An object 5 cm high forms a virtual image of 1.25 cm high, when placed in front of a convex mirror at a distance of 24 cm. Calculate: (a) the position of the image, (b) the focal length of the convex mirror.
Answers
Given :-
- object height (h) = 5cm
- image height (h') = 1.25cm
- object distance (u) = -24cm
- position of image (v) = ?
- focal length (f) = ?
(a) Magnification (M) = (h')/h = (-v)/u
Substituting the known values :-
1.25/5 = -v/(-25)
5(-v) = 1.25(-25)
-5v = -30
v = -30/-5
v = 30/5
v = 6cm
•°• Image is formed 6cm in front of the mirror.

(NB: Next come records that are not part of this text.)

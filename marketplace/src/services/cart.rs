// marketplace/src/services/cart.rs

use crate::errors::{AppError, Result as AppResult};
use crate::models::{Cart, CartItem, Product};
use crate::services::order_splitter::CheckoutLine;
use crate::store::{Store, StoreTx};
use chrono::Utc;
use serde::Serialize;
use tracing::{info, instrument};
use uuid::Uuid;

/// The user's cart, created on first use.
pub async fn ensure_cart(tx: &mut dyn StoreTx, user_id: Uuid) -> AppResult<Cart> {
  if let Some(cart) = tx.cart_for_user(user_id).await? {
    return Ok(cart);
  }
  let cart = Cart {
    id: Uuid::new_v4(),
    user_id,
    created_at: Utc::now(),
  };
  tx.insert_cart(&cart).await?;
  Ok(cart)
}

/// Adds `quantity` to the product's line, creating the line if needed.
pub async fn upsert_item(tx: &mut dyn StoreTx, cart_id: Uuid, product_id: Uuid, quantity: i64) -> AppResult<CartItem> {
  let now = Utc::now();
  match tx.find_cart_item(cart_id, product_id).await? {
    Some(mut item) => {
      item.quantity += quantity;
      item.updated_at = now;
      tx.update_cart_item_quantity(item.id, item.quantity, now).await?;
      Ok(item)
    }
    None => {
      let item = CartItem {
        id: Uuid::new_v4(),
        cart_id,
        product_id,
        quantity,
        updated_at: now,
      };
      tx.insert_cart_item(&item).await?;
      Ok(item)
    }
  }
}

/// Soft check: the cart may not ask for more than is on the shelf right now.
/// Nothing is reserved.
pub fn ensure_stock_covers(product: &Product, quantity: i64) -> AppResult<()> {
  if quantity > product.stock {
    return Err(AppError::Validation(format!(
      "Insufficient stock. Only {} available.",
      product.stock
    )));
  }
  Ok(())
}

async fn owned_item(tx: &mut dyn StoreTx, user_id: Uuid, item_id: Uuid) -> AppResult<CartItem> {
  let cart = tx.cart_for_user(user_id).await?;
  let item = tx.get_cart_item(item_id).await?;
  match (cart, item) {
    (Some(cart), Some(item)) if item.cart_id == cart.id => Ok(item),
    _ => Err(AppError::NotFound(format!("Cart item with ID {} not found in your cart.", item_id))),
  }
}

#[instrument(name = "cart::set_quantity", skip(store), err)]
pub async fn set_quantity(store: &dyn Store, user_id: Uuid, item_id: Uuid, quantity: i64) -> AppResult<CartItem> {
  if quantity < 1 {
    return Err(AppError::Validation("Quantity must be at least 1.".to_string()));
  }
  let mut tx = store.begin().await?;
  let mut item = owned_item(tx.as_mut(), user_id, item_id).await?;
  let product = tx
    .get_product(item.product_id)
    .await?
    .ok_or_else(|| AppError::NotFound(format!("Product with ID {} not found.", item.product_id)))?;
  ensure_stock_covers(&product, quantity)?;
  item.quantity = quantity;
  item.updated_at = Utc::now();
  tx.update_cart_item_quantity(item.id, item.quantity, item.updated_at).await?;
  tx.commit().await?;
  Ok(item)
}

#[instrument(name = "cart::remove_item", skip(store), err)]
pub async fn remove_item(store: &dyn Store, user_id: Uuid, item_id: Uuid) -> AppResult<()> {
  let mut tx = store.begin().await?;
  let item = owned_item(tx.as_mut(), user_id, item_id).await?;
  tx.delete_cart_item(item.id).await?;
  tx.commit().await?;
  info!(%item_id, "Cart item removed.");
  Ok(())
}

#[derive(Debug, Clone, Serialize)]
pub struct CartLine {
  #[serde(flatten)]
  pub item: CartItem,
  pub product_name: String,
  pub seller_id: Uuid,
  pub unit_price_cents: i64,
  pub line_total_cents: i64,
}

#[derive(Debug, Clone, Serialize)]
pub struct CartView {
  pub cart_id: Option<Uuid>,
  pub items: Vec<CartLine>,
  pub total_cents: i64,
}

/// Cart lines priced at the current effective price.
pub async fn view(store: &dyn Store, user_id: Uuid) -> AppResult<CartView> {
  let mut tx = store.begin().await?;
  let Some(cart) = tx.cart_for_user(user_id).await? else {
    return Ok(CartView {
      cart_id: None,
      items: Vec::new(),
      total_cents: 0,
    });
  };

  let now = Utc::now();
  let mut items = Vec::new();
  let mut total_cents = 0_i64;
  for item in tx.cart_items(cart.id).await? {
    // Lines whose product vanished are not shown.
    let Some(product) = tx.get_product(item.product_id).await? else {
      continue;
    };
    let unit_price_cents = product.effective_price_at(now);
    let too_large = || AppError::Validation("Cart total is too large.".to_string());
    let line_total_cents = unit_price_cents.checked_mul(item.quantity).ok_or_else(too_large)?;
    total_cents = total_cents.checked_add(line_total_cents).ok_or_else(too_large)?;
    items.push(CartLine {
      line_total_cents,
      product_name: product.name,
      seller_id: product.seller_id,
      unit_price_cents,
      item,
    });
  }
  Ok(CartView {
    cart_id: Some(cart.id),
    items,
    total_cents,
  })
}

/// Turns the cart into checkout lines carrying each product's seller and
/// current price.
pub async fn checkout_lines(tx: &mut dyn StoreTx, user_id: Uuid) -> AppResult<(Cart, Vec<CheckoutLine>)> {
  let cart = tx
    .cart_for_user(user_id)
    .await?
    .ok_or_else(|| AppError::Validation("Cart is empty.".to_string()))?;
  let items = tx.cart_items(cart.id).await?;
  if items.is_empty() {
    return Err(AppError::Validation("Cart is empty.".to_string()));
  }

  let now = Utc::now();
  let mut lines = Vec::with_capacity(items.len());
  for item in items {
    let product = tx
      .get_product(item.product_id)
      .await?
      .ok_or_else(|| AppError::NotFound(format!("Product with ID {} not found.", item.product_id)))?;
    lines.push(CheckoutLine {
      product_id: product.id,
      quantity: item.quantity,
      seller_id: Some(product.seller_id),
      unit_price_cents: product.effective_price_at(now),
    });
  }
  Ok((cart, lines))
}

(b) Mirror formula = 1/v + 1/u = 1/f
1/f = 1/6 + 1/(-24)
1/f = 1/6 - 1/24
1/f = (24 - 6)/144
1/f = 18/144
1/f = 9/72
1/f = 1/8
f = 8cm
•°• Focal length of mirror is 8cm
Given
● Height of object (h) = h_o = 5 cm.
● Height of image (h')= h_i = 1.25 cm.
● Distance of object (u) = -24 cm.[∵ Object is 24 cm in front of mirror]
To find
● Position of image (v)
● Focal length of convex mirror (f)
Solution
a) Using magnification equation :
★ m = hi/ho = -v/u
⇒ 1.25/5 = -v/-24
⇒ -5v = -30
⇒ v = -30/-5
⇒ v = 6 cm
∴ Image is 6 cm in front of the mirror.
___________________________
Again,
b) Using mirror formula :
★ 1/f = 1/v + 1/u
⇒ 1/f = 1/6 + 1/-24
⇒ 1/f = (-4 + 1)/-24
⇒ 1/f = -3/-24
⇒ -3f = -24
⇒ f = -24/-3
⇒ f = 8 cm
∴ Focal length of convex mirror = 8 cm.